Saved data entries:
****************
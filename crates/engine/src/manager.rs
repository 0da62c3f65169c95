//! Sequential action orchestration.

use std::pin::Pin;
use std::sync::Arc;

use autoqliq_action::{Action, ActionResult};
use autoqliq_core::AutomationError;
use autoqliq_workflow::WorkflowRepository;

use crate::context::ExecutionContext;
use crate::executor::ActionExecutor;
use crate::strategy::ErrorStrategy;

/// Orchestrates a sequence of actions.
///
/// Per step: observe the cancellation signal, dispatch (control flow to
/// the handlers in [`crate::control_flow`], leaves to the
/// [`ActionExecutor`]), collect the result, and apply the error
/// strategy. The manager never swallows an error a handler raises; only
/// failures reported as results are subject to the strategy.
pub struct ExecutionManager {
    pub(crate) executor: ActionExecutor,
    pub(crate) templates: Arc<dyn WorkflowRepository>,
    strategy: ErrorStrategy,
}

impl ExecutionManager {
    /// Create a manager.
    pub fn new(
        executor: ActionExecutor,
        templates: Arc<dyn WorkflowRepository>,
        strategy: ErrorStrategy,
    ) -> Self {
        Self {
            executor,
            templates,
            strategy,
        }
    }

    /// The configured error strategy.
    #[must_use]
    pub fn strategy(&self) -> ErrorStrategy {
        self.strategy
    }

    /// Execute `actions` in order, appending each outcome to `results`.
    ///
    /// Results accumulate in the caller-owned vector so partial progress
    /// survives an abort; the final ordering equals execution order.
    /// Control-flow bodies re-enter this method with an extended
    /// `log_prefix` and incremented `depth`.
    ///
    /// # Errors
    ///
    /// The stopped-by-user [`AutomationError::Workflow`] when the
    /// cancellation signal fires, or an [`AutomationError::Action`]
    /// wrapping the failing step under [`ErrorStrategy::StopOnError`].
    pub fn execute_actions<'a>(
        &'a self,
        actions: &'a [Action],
        ctx: &'a ExecutionContext,
        results: &'a mut Vec<ActionResult>,
        log_prefix: &'a str,
        depth: usize,
    ) -> Pin<Box<dyn Future<Output = Result<(), AutomationError>> + Send + 'a>> {
        Box::pin(async move {
            tracing::debug!(
                workflow = %ctx.workflow_name,
                count = actions.len(),
                "{log_prefix}executing action sequence"
            );

            for (index, action) in actions.iter().enumerate() {
                ctx.check_cancelled()?;

                let step = if log_prefix.is_empty() {
                    format!("Step {}", index + 1)
                } else {
                    format!("{log_prefix} > Step {}", index + 1)
                };
                tracing::debug!("{step}: {}", action.display_name());

                let result = if action.is_control_flow() {
                    self.dispatch_control_flow(action, ctx, &step, depth).await?
                } else {
                    self.executor.execute_action(action, ctx).await?
                };

                let failed = !result.is_success();
                let message = result.message.clone();
                results.push(result);

                if failed {
                    ctx.mark_action_failure();
                    match self.strategy {
                        ErrorStrategy::StopOnError => {
                            tracing::error!("{step}: {} failed: {message}", action.display_name());
                            return Err(AutomationError::action(action.name(), message));
                        }
                        ErrorStrategy::ContinueOnError => {
                            tracing::warn!(
                                "{step}: {} failed, continuing: {message}",
                                action.display_name()
                            );
                        }
                    }
                }
            }
            Ok(())
        })
    }
}

#[cfg(test)]
mod tests {
    use super::*;
    use autoqliq_credential::MemoryCredentialStore;
    use autoqliq_driver::{ScriptedDriver, ScriptedDriverHandle, WebDriver};
    use autoqliq_workflow::MemoryWorkflowRepository;
    use pretty_assertions::assert_eq;

    fn manager_with(
        driver: ScriptedDriver,
        strategy: ErrorStrategy,
    ) -> (ExecutionManager, ScriptedDriverHandle) {
        let handle = driver.handle();
        let driver: Arc<dyn WebDriver> = Arc::new(driver);
        let executor = ActionExecutor::new(driver, Arc::new(MemoryCredentialStore::new()));
        let manager = ExecutionManager::new(
            executor,
            Arc::new(MemoryWorkflowRepository::new()),
            strategy,
        );
        (manager, handle)
    }

    fn nav(url: &str) -> Action {
        Action::Navigate {
            name: String::new(),
            url: url.into(),
        }
    }

    fn click(selector: &str) -> Action {
        Action::Click {
            name: String::new(),
            selector: selector.into(),
            check_success_selector: None,
            check_failure_selector: None,
        }
    }

    #[tokio::test]
    async fn all_successes_collect_in_order() {
        let (manager, handle) =
            manager_with(ScriptedDriver::with_elements(["#a"]), ErrorStrategy::StopOnError);
        let ctx = ExecutionContext::new("wf");
        let actions = vec![nav("https://x"), click("#a")];
        let mut results = Vec::new();

        manager
            .execute_actions(&actions, &ctx, &mut results, "", 0)
            .await
            .unwrap();

        assert_eq!(results.len(), 2);
        assert!(results.iter().all(ActionResult::is_success));
        assert!(!ctx.had_action_failures());
        assert_eq!(handle.calls(), vec!["navigate https://x", "click #a"]);
    }

    #[tokio::test]
    async fn stop_on_error_raises_and_keeps_partial_results() {
        let (manager, _) = manager_with(ScriptedDriver::new(), ErrorStrategy::StopOnError);
        let ctx = ExecutionContext::new("wf");
        let actions = vec![nav("https://x"), click("#missing"), nav("https://y")];
        let mut results = Vec::new();

        let err = manager
            .execute_actions(&actions, &ctx, &mut results, "", 0)
            .await
            .unwrap_err();

        assert!(matches!(err, AutomationError::Action { .. }));
        assert_eq!(results.len(), 2);
        assert!(results[0].is_success());
        assert!(!results[1].is_success());
        assert!(ctx.had_action_failures());
    }

    #[tokio::test]
    async fn continue_on_error_runs_every_step() {
        let (manager, _) = manager_with(ScriptedDriver::new(), ErrorStrategy::ContinueOnError);
        let ctx = ExecutionContext::new("wf");
        let actions = vec![nav("https://x"), click("#missing"), nav("https://y")];
        let mut results = Vec::new();

        manager
            .execute_actions(&actions, &ctx, &mut results, "", 0)
            .await
            .unwrap();

        assert_eq!(results.len(), 3);
        assert!(!results[1].is_success());
        assert!(ctx.had_action_failures());
    }

    #[tokio::test]
    async fn cancellation_is_observed_before_each_step() {
        let (manager, handle) = manager_with(ScriptedDriver::new(), ErrorStrategy::StopOnError);
        let ctx = ExecutionContext::new("wf");
        ctx.cancellation.cancel();
        let actions = vec![nav("https://x")];
        let mut results = Vec::new();

        let err = manager
            .execute_actions(&actions, &ctx, &mut results, "", 0)
            .await
            .unwrap_err();

        assert!(err.is_stop_request());
        assert!(results.is_empty());
        assert!(handle.calls().is_empty());
    }
}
****************
Where in the records above does the word "MemoryCredentialStore" appear? Copy each line that holds it.

Written solution:
    use autoqliq_credential::MemoryCredentialStore;
        let executor = ActionExecutor::new(driver, Arc::new(MemoryCredentialStore::new()));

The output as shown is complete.